Stored data entries:

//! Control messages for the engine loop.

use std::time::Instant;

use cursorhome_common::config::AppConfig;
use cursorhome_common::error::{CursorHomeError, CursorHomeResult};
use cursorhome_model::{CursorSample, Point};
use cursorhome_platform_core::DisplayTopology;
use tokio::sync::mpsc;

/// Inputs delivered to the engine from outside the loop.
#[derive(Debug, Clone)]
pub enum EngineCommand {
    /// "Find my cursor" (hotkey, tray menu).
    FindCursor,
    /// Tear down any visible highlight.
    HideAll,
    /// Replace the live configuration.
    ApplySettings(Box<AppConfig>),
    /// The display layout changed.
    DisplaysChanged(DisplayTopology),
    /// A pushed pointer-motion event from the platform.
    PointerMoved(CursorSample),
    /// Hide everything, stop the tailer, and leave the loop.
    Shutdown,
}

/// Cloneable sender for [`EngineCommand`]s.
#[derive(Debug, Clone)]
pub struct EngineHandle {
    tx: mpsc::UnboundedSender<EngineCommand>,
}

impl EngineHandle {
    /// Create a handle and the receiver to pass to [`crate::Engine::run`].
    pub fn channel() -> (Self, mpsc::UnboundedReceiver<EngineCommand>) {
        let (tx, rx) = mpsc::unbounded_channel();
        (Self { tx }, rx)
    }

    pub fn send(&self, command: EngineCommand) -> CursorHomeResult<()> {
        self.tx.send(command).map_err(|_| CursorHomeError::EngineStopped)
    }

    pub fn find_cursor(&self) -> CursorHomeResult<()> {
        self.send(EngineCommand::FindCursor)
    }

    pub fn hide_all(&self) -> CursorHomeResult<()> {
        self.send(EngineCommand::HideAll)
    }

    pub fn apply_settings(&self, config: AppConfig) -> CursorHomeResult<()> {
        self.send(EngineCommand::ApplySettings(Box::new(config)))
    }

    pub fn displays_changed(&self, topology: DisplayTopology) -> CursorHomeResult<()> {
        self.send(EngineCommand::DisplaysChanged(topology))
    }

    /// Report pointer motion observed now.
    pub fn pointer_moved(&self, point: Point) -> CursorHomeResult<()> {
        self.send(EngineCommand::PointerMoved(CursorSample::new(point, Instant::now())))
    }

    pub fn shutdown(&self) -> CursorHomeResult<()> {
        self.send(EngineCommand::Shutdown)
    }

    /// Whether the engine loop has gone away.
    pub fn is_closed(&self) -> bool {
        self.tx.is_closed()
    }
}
--
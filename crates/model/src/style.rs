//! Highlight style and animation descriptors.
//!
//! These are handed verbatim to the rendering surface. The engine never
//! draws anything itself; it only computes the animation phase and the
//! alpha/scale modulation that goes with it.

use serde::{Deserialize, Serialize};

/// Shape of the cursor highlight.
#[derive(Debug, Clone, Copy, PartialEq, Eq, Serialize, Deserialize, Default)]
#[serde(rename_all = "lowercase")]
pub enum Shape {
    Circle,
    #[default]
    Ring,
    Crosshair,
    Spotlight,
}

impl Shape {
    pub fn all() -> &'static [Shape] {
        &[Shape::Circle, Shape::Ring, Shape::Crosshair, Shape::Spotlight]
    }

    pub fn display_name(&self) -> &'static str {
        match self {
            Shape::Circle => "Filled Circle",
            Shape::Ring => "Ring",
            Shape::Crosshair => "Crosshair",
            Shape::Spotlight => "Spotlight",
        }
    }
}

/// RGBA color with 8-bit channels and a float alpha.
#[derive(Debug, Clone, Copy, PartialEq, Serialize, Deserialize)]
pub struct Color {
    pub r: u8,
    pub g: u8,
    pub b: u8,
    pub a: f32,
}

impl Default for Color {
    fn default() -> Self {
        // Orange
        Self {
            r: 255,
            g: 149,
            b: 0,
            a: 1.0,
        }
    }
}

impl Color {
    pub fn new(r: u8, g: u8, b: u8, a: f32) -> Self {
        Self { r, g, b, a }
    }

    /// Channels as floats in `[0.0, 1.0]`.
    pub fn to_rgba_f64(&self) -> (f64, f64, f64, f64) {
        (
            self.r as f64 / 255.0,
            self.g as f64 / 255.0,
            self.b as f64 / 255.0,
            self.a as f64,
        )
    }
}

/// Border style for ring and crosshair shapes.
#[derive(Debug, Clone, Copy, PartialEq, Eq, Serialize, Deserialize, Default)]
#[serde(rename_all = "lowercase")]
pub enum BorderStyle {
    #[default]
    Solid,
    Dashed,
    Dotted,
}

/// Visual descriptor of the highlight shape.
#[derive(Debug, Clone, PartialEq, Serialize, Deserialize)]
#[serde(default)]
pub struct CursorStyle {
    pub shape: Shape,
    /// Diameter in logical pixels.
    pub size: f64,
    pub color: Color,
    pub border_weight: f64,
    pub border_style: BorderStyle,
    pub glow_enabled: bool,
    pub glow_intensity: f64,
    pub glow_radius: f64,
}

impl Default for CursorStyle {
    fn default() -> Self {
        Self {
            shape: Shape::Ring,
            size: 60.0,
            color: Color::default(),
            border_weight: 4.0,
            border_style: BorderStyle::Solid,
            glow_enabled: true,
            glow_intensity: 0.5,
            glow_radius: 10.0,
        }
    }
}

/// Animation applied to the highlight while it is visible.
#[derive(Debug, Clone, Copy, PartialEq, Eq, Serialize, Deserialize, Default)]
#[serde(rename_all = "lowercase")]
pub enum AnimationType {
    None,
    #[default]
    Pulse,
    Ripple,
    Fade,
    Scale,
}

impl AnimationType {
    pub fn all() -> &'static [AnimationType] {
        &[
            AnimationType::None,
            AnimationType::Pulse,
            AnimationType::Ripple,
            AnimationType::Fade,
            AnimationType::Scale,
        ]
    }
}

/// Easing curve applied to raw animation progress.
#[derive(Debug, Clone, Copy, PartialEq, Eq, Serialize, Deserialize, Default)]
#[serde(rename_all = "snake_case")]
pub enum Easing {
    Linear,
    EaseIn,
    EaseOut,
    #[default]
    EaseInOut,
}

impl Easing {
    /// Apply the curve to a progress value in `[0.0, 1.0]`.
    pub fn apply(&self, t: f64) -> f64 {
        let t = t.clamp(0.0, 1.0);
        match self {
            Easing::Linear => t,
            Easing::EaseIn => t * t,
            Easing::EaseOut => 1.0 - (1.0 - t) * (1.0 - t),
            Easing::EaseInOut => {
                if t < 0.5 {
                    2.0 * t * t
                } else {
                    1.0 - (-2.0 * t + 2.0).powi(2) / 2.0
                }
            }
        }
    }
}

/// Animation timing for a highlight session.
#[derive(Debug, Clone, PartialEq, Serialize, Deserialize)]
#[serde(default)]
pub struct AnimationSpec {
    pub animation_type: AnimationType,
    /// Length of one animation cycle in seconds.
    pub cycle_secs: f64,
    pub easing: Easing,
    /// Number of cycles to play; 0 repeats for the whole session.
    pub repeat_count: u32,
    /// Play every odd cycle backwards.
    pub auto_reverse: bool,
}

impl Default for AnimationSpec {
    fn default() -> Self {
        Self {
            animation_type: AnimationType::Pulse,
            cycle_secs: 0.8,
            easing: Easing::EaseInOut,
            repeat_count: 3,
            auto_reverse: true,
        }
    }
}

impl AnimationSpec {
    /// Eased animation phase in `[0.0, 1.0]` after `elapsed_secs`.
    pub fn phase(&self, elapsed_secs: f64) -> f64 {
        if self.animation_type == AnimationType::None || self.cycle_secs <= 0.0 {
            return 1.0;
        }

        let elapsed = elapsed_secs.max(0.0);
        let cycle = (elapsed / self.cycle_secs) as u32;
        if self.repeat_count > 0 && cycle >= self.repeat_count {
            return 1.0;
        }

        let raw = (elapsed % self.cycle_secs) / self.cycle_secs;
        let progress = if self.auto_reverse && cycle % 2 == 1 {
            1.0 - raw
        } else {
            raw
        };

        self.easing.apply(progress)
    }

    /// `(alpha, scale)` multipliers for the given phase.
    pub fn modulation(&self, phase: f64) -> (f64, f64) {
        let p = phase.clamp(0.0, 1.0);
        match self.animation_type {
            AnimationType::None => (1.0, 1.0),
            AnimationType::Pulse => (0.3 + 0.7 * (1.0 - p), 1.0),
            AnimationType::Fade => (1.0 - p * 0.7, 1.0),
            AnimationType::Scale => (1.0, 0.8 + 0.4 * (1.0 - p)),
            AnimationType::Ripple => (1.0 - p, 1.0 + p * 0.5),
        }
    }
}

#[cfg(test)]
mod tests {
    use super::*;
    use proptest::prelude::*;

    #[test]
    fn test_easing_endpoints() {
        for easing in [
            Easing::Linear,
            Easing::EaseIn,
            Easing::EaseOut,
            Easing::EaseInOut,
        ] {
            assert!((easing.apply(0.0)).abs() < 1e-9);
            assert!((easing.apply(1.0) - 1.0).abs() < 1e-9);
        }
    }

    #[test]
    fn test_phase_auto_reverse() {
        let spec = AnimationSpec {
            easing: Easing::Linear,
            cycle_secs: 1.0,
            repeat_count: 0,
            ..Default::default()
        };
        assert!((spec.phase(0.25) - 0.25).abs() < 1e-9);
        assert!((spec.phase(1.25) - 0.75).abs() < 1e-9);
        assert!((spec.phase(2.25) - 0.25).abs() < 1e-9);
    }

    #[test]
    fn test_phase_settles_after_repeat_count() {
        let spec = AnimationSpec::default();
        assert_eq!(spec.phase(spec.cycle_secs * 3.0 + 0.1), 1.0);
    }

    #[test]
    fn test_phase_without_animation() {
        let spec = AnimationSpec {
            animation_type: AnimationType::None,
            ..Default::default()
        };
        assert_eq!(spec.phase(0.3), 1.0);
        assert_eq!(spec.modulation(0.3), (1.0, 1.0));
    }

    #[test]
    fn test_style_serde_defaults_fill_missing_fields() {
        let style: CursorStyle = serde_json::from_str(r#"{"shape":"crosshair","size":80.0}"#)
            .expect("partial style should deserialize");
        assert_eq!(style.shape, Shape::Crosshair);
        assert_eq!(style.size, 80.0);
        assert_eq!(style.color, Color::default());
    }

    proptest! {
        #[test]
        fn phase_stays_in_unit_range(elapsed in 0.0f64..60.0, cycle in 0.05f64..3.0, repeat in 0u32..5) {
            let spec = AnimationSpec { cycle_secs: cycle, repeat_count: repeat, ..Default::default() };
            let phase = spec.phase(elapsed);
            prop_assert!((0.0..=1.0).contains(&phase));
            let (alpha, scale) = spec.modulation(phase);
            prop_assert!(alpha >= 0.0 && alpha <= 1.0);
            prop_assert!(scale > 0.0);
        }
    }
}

WORK TO BE COMPLETED
Scan the entries above for the word "bool". Report the lines that hold it.

ANSWER FOR THIS EXERCISE
    pub fn is_closed(&self) -> bool {
    pub glow_enabled: bool,
    pub auto_reverse: bool,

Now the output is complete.